With age, our tissues lose their function and capacity to regenerate after being damaged. A study published today in Cell by scientists at the Institute for Research in Biomedicine (IRB Barcelona) and the Centro Nacional de Análisis Genómico of the Center for Genomic Regulation (CNAG-CRG) explains how dermal fibroblasts age.
The main conclusion drawn is that these fibroblasts lose their cell identity, as if they had “forgotten” what they are, and consequently their activity is altered, thus affecting tissue. The study reveals the cellular and molecular pathways affected by ageing and proposes that they could be manipulated to delay or even reverse the skin ageing process.
Dermal fibroblasts are key for the production of collagen and other proteins that make up the dermis and that preserve the skin’s function as a barrier. The activity of these cells is also crucial for the repair of skin damage. As we age, the dermis loses its capacity to produce collagen, and consequently its capacity to repair wounds is also significantly impaired.

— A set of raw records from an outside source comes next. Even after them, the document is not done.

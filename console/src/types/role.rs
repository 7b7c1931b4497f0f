//! Caller roles and the hierarchy between them.

use crate::error::ConsoleError;
use serde::{Deserialize, Serialize};
use std::cmp::Ordering;
use std::fmt;
use std::str::FromStr;

/// Role of a platform account, strictly ordered by rank.
///
/// `Owner > Admin > Seller > Affiliate > User`.
#[derive(Debug, Clone, Copy, PartialEq, Eq, Hash, Serialize, Deserialize)]
#[serde(rename_all = "lowercase")]
pub enum Role {
    /// Platform owner
    Owner,
    /// Platform administrator
    Admin,
    /// Product seller
    Seller,
    /// Affiliate promoting sellers' products
    Affiliate,
    /// Plain buyer account
    User,
}

impl Role {
    /// All roles, highest rank first
    pub const ALL: [Self; 5] = [
        Self::Owner,
        Self::Admin,
        Self::Seller,
        Self::Affiliate,
        Self::User,
    ];

    /// Numeric rank; higher outranks lower
    #[must_use]
    pub const fn rank(self) -> u8 {
        match self {
            Self::Owner => 4,
            Self::Admin => 3,
            Self::Seller => 2,
            Self::Affiliate => 1,
            Self::User => 0,
        }
    }

    /// Whether `self` is strictly above `other`
    #[must_use]
    pub const fn outranks(self, other: Self) -> bool {
        self.rank() > other.rank()
    }

    /// Roles allowed to moderate accounts, products and security
    #[must_use]
    pub const fn is_staff(self) -> bool {
        matches!(self, Self::Owner | Self::Admin)
    }

    /// Wire name
    #[must_use]
    pub const fn as_str(self) -> &'static str {
        match self {
            Self::Owner => "owner",
            Self::Admin => "admin",
            Self::Seller => "seller",
            Self::Affiliate => "affiliate",
            Self::User => "user",
        }
    }

    /// Display label
    #[must_use]
    pub const fn label(self) -> &'static str {
        match self {
            Self::Owner => "Owner",
            Self::Admin => "Admin",
            Self::Seller => "Seller",
            Self::Affiliate => "Affiliate",
            Self::User => "User",
        }
    }
}

impl PartialOrd for Role {
    fn partial_cmp(&self, other: &Self) -> Option<Ordering> {
        Some(self.cmp(other))
    }
}

impl Ord for Role {
    fn cmp(&self, other: &Self) -> Ordering {
        self.rank().cmp(&other.rank())
    }
}

impl fmt::Display for Role {
    fn fmt(&self, f: &mut fmt::Formatter<'_>) -> fmt::Result {
        f.write_str(self.as_str())
    }
}

impl FromStr for Role {
    type Err = ConsoleError;

    fn from_str(s: &str) -> Result<Self, Self::Err> {
        match s.trim().to_ascii_lowercase().as_str() {
            "owner" => Ok(Self::Owner),
            "admin" => Ok(Self::Admin),
            "seller" => Ok(Self::Seller),
            "affiliate" => Ok(Self::Affiliate),
            "user" => Ok(Self::User),
            other => Err(ConsoleError::validation(format!("unknown role '{other}'"))),
        }
    }
}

“The elderly face many problems in this regard because their skin does not heal properly and its barrier properties are decreased, thus increasing the risk of skin infections and systemic infections,” explains Salvador Aznar Benitah, ICREA researcher at IRB Barcelona and leader of the study. “The notion that the loss of cell identity is one of the underlying causes of ageing is interesting and one that we believe hasn’t been considered before,” he concludes.
Holger Heyn, team leader at the CNAG-CRG and co-leader of the study, explains that “cutting-edge technologies allow molecular analysis of individual cells. In this study, we have applied advanced techniques to obtain high resolution images of fibroblasts as they age.”
First-authored by IRB Barcelona PhD student Marion Salzer, the study demonstrates that, during ageing, skin fibroblasts start to acquire many traits that are characteristic of adipocytes (fat cells). “This leads to them losing their cell identify and they also stop producing and secreting collagen like they should,” explains Salzer.
The single-cell analysis confirmed the loss of fibroblast identity in aged animals. Using sophisticated computational tools, the scientists observed that aged fibroblasts show a less defined molecular conformation compared to young fibroblasts and that “they resemble the undefined cell states observed in newborn animals,” says Heyn.
Although being basic research, Aznar Benitah comments that “this new knowledge might not only have cosmetic applications, for example anti-aging skin treatment, but more importantly, also therapeutic applications aiming to help aged skin to form scar tissue faster and more efficiently after being damaged or after an operation.”